And we can rest assured that nothing much has changed since the feminist reception of Hardwick's book. One feminist tactic in the face of criticism is to dismiss it roundly but then to hasten to insist that in any event the feminist critical enterprise has moved so far beyond whatever shortcomings may be cited in the work at hand as to make any criticism of it superfluous, and in fact to render culpable the critic who has not attended to the latest feminist developments, which of course in actuality always turn out to replicate the old in the major points.
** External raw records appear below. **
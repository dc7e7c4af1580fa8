#![allow(dead_code)]

use codedom_core::{ClassKind, CodeElement, CodeTree, ElementId, TypeReference};
use tracing_subscriber::EnvFilter;

pub fn init_tracing() {
    let _ = tracing_subscriber::fmt()
        .with_env_filter(EnvFilter::from_default_env())
        .with_test_writer()
        .try_init();
}

/// Root namespace holding `graph`, which holds the class `parentClass`
pub fn graph_tree() -> (CodeTree, ElementId, ElementId) {
    let mut tree = CodeTree::new();
    let root = tree.root();
    let graph = tree.add_namespace(root, "graph").unwrap();
    let parent_class = tree
        .add_class(graph, CodeElement::class("parentClass", ClassKind::Custom))
        .unwrap();
    (tree, graph, parent_class)
}

/// Every import bound to a declaration names that declaration's current
/// namespace and never points inside the importing element
pub fn assert_imports_consistent(tree: &CodeTree) {
    for importer in tree.descendants(tree.root()) {
        let Some(element) = tree.get(importer) else {
            continue;
        };
        for using in element.usings() {
            let Some(target) = using.declaration.as_ref().and_then(TypeReference::definition) else {
                continue;
            };
            assert_eq!(
                using.name,
                tree.import_name(target),
                "import of {} held by {} is stale",
                target,
                importer
            );
            assert!(target != importer, "{} imports itself", importer);
            assert!(
                !tree.is_ancestor(importer, target),
                "{} imports its own nested declaration {}",
                importer,
                target
            );
        }
    }
}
In fact, the substance of the debate over Hardwick has been repeated in a few other instances (for example, the exchange between Richard Levin and the feminist critics of Shakespeare), and in all of them the same battle lines appear between feminism and any true appreciation of literature.
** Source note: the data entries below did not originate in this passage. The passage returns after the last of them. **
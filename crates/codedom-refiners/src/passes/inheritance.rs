use std::collections::HashSet;

use codedom_core::{ClassKind, CodeTree, CoreResult, NodeKind, ParameterKind, TypeReference};

use super::crawl;
use super::imports::UsingSpec;

/// Every model class implements the serialization contract
pub(crate) fn add_parsable_inheritance(
    tree: &mut CodeTree,
    interface: &str,
    import: &UsingSpec,
) -> CoreResult<()> {
    crawl(tree, |tree, id| {
        let Some(class) = tree.class_mut(id) else {
            return Ok(());
        };
        if !class.is_of_kind(&[ClassKind::Model]) {
            return Ok(());
        }
        class
            .declaration
            .add_implements(TypeReference::external(interface));
        tree.add_usings(id, vec![import.to_using()])?;
        Ok(())
    })
}

/// Move query parameter classes used by request builders inside them
pub(crate) fn add_inner_classes(tree: &mut CodeTree) -> CoreResult<()> {
    crawl(tree, |tree, id| {
        let is_request_builder = tree
            .class(id)
            .map(|class| class.is_of_kind(&[ClassKind::RequestBuilder]))
            .unwrap_or(false);
        if !is_request_builder {
            return Ok(());
        }

        let mut hoisted = Vec::new();
        for method in tree.children_of_kind(id, NodeKind::Method) {
            let Some(parameter) = tree.parameter_of_kind(method, ParameterKind::QueryParameter) else {
                continue;
            };
            let Some(target) = tree
                .get(parameter)
                .and_then(|element| element.value_type())
                .and_then(TypeReference::definition)
            else {
                continue;
            };
            let is_query_parameters = tree
                .class(target)
                .map(|class| class.is_of_kind(&[ClassKind::QueryParameters]))
                .unwrap_or(false);
            let in_namespace = tree
                .parent(target)
                .and_then(|parent| tree.node_kind(parent))
                == Some(NodeKind::Namespace);
            if is_query_parameters && in_namespace && !hoisted.contains(&target) {
                hoisted.push(target);
            }
        }

        for class in hoisted {
            if let Some(namespace) = tree.parent(class) {
                tree.remove_child(namespace, Some(class));
            }
            tree.add_inner_classes(id, &[class])?;
            if let Some(builder) = tree.class_mut(id) {
                builder
                    .declaration
                    .usings_mut()
                    .retain(|using| using.declaration.as_ref().and_then(TypeReference::definition) != Some(class));
            }
            tree.rebind_usings(class);
            tracing::trace!("moved {} inside {}", class, id);
        }
        Ok(())
    })
}

/// Copy ancestor properties into each derived class and drop the
/// inheritance link
pub(crate) fn flatten_inheritance(tree: &mut CodeTree) -> CoreResult<()> {
    crawl(tree, |tree, id| {
        if tree.parent_class(id).is_none() {
            return Ok(());
        }
        let mut ancestors = Vec::new();
        let mut current = id;
        while let Some(parent) = tree.parent_class(current) {
            if parent == id || ancestors.contains(&parent) {
                break;
            }
            ancestors.push(parent);
            current = parent;
        }

        let mut names: HashSet<String> = tree
            .children(id)
            .iter()
            .filter_map(|&member| tree.name(member).map(str::to_string))
            .collect();
        let mut copies = Vec::new();
        for ancestor in ancestors {
            for property in tree.children_of_kind(ancestor, NodeKind::Property) {
                let Some(name) = tree.name(property).map(str::to_string) else {
                    continue;
                };
                if names.insert(name) {
                    copies.push(tree.clone_subtree(property)?);
                }
            }
        }
        if !copies.is_empty() {
            tree.add_properties(id, &copies)?;
        }
        if let Some(class) = tree.class_mut(id) {
            class.declaration.inherits = None;
        }
        tracing::debug!("Flattened {} inherited propert(ies) into {}", copies.len(), id);
        Ok(())
    })
}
It is true that Hardwick's book does operate within the deliberately-assumed feminist stricture of being about women writers and female characters, but she has produced something of merit (and one does not have to agree with all of her interpretations to see it), and pretty much the only work of value to have emerged from the entire feminist movement. She no doubt intended that this collection be an effort at feminist literary criticism, and indeed, Susan Sontag called it the "most remarkable of recent contributions to the feminist imagination of history." (Despite her trendiness, Sontag can be a good critic; she often knows where things are, although she sometimes mislays them, and at one point she had to fight her own battle as a "woman critic" against Adrienne Rich in order not to have to make a reductive feminist analysis in a discussion of Nazi filmmaker Leni Riefenstahl.) Ironically, however, a number of prominent feminists repudiated Seduction and Betrayal altogether, devoting long articles and considerable energy to denouncing it as reactionary, anti-feminist, and even blatantly sexist. They termed it an exercise in nostalgia for the woman as victim and assailed it as a celebration of female masochism (so you know it must be good). To my knowledge, no feminist ever formally defended Hardwick from these attacks and so they stand on the record, extremely revelatory of the nature of feminist thought.
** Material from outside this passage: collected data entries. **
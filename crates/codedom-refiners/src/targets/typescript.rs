use std::collections::BTreeMap;

use codedom_core::ClassKind;

use super::{optional_passes, reserved_names};
use crate::config::GenerationConfiguration;
use crate::passes::{
    AdditionalDataCorrection, CoreTypeCorrections, DefaultImport, EscapeStyle, UsingSpec,
};
use crate::pipeline::RefinerPass;

const ABSTRACTIONS_MODULE: &str = "@microsoft/kiota-abstractions";

fn default_imports() -> Vec<DefaultImport> {
    let request_builders = ["HttpCore", "HttpMethod", "RequestInfo", "ResponseHandler"]
        .into_iter()
        .map(|symbol| {
            DefaultImport::for_kind(
                ClassKind::RequestBuilder,
                UsingSpec::symbol(ABSTRACTIONS_MODULE, symbol),
            )
        });
    let models = ["SerializationWriter", "ParseNode"]
        .into_iter()
        .map(|symbol| DefaultImport::for_kind(ClassKind::Model, UsingSpec::symbol(ABSTRACTIONS_MODULE, symbol)));
    request_builders.chain(models).collect()
}

fn core_type_corrections() -> CoreTypeCorrections {
    let renames = [
        ("IHttpCore", "HttpCore"),
        ("ISerializationWriterFactory", "SerializationWriterFactory"),
        ("ISerializationWriter", "SerializationWriter"),
        ("IParseNode", "ParseNode"),
        ("IResponseHandler", "ResponseHandler"),
        ("DateTimeOffset", "Date"),
        ("Stream", "ReadableStream"),
    ]
    .into_iter()
    .map(|(from, to)| (from.to_string(), to.to_string()))
    .collect::<BTreeMap<_, _>>();

    CoreTypeCorrections {
        renames,
        additional_data: Some(AdditionalDataCorrection {
            type_name: "Map<string, unknown>".to_string(),
            default_value: "new Map<string, unknown>()".to_string(),
        }),
        deserializer_return: Some("Map<string, (item: {}, node: ParseNode) => void>".to_string()),
    }
}

pub(super) fn passes(config: &GenerationConfiguration) -> Vec<RefinerPass> {
    let (flatten, async_suffix) = optional_passes(config);
    let mut passes = vec![
        RefinerPass::AddDefaultImports {
            imports: default_imports(),
        },
        RefinerPass::ConvertUnionTypesToWrapper {
            use_inner_classes: false,
        },
    ];
    passes.extend(flatten);
    passes.push(RefinerPass::ReplaceReservedNames {
        reserved: reserved_names(config),
        escape: EscapeStyle::Suffix("_escaped".to_string()),
    });
    passes.push(RefinerPass::AddPropertiesAndMethodTypesImports {
        include_current_namespace: true,
    });
    passes.extend(async_suffix);
    passes.extend([
        RefinerPass::ReplaceRelativeImportsByPaths,
        RefinerPass::AddParsableInheritance {
            interface: "Parsable".to_string(),
            import: UsingSpec::symbol(ABSTRACTIONS_MODULE, "Parsable"),
        },
        RefinerPass::CorrectCoreTypes {
            corrections: core_type_corrections(),
        },
        RefinerPass::MakeEnumPropertiesNullable,
    ]);
    passes
}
Hardwick begins from a premise antithetical to the feminist/ideological approach to literary criticism--she believes that literature is conservative in the most basic, non-political-activist sense, i.e., that it is traditional. A good example is the title essay from the collection, "Seduction and Betrayal," a meditation on the form of the old seduction plot in such novels as The Scarlet Letter, An American Tragedy, Tess of the D'Urbervilles, and The Mill on the Floss. The essay is a delineation of the possibilities for self-realization for the female characters as these are set within the structure and limitations of the form itself. Hardwick allows that the novel, "deterministic, bourgeois in spirit," does not seek to "violate the laws of social survival" or to "impose standards of revolutionary skepticism about the nature of all of society's arrangements." The novel understands that society mediates (and sometimes mitigates) the inevitable contingenciesof the human condition, recognized as inevitable by all but the utopian thought of which feminism is a variant.
Having said this much, however, Hardwick distinguishes between the heroism and "spiritual goodness" that characterizes the behavior of some betrayed women characters, "the betrayed heroine," as she calls them (Hester Prynne in The Scarlet Letter, for example), and the weakness, vanity and irresolution of others, "the merely betrayed woman," as Hardwick puts it (Hetty Sorrel in The Mill on the Floss, for example). Indeed, in the strength of character a woman shows in response to sexual betrayal, she can easily surpass the male characters of the novel, for whose part in the seduction plot, at least, both nature and culture often exact a lesser price. As the lessons of life grow sterner, the heroine grows in inner light--in wisdom, grace, and humility. "When love goes wrong," Hardwick remarks, "the survival of the spirit appears to stand upon endurance, independence, tolerance, solitary grief." So far from rebelling against existing arrangements, as feminists would prefer, Hardwick's heroine finds herself "under the command of necessity, consequence, natural order," and her "bending to these commands" marks her as "a superior being."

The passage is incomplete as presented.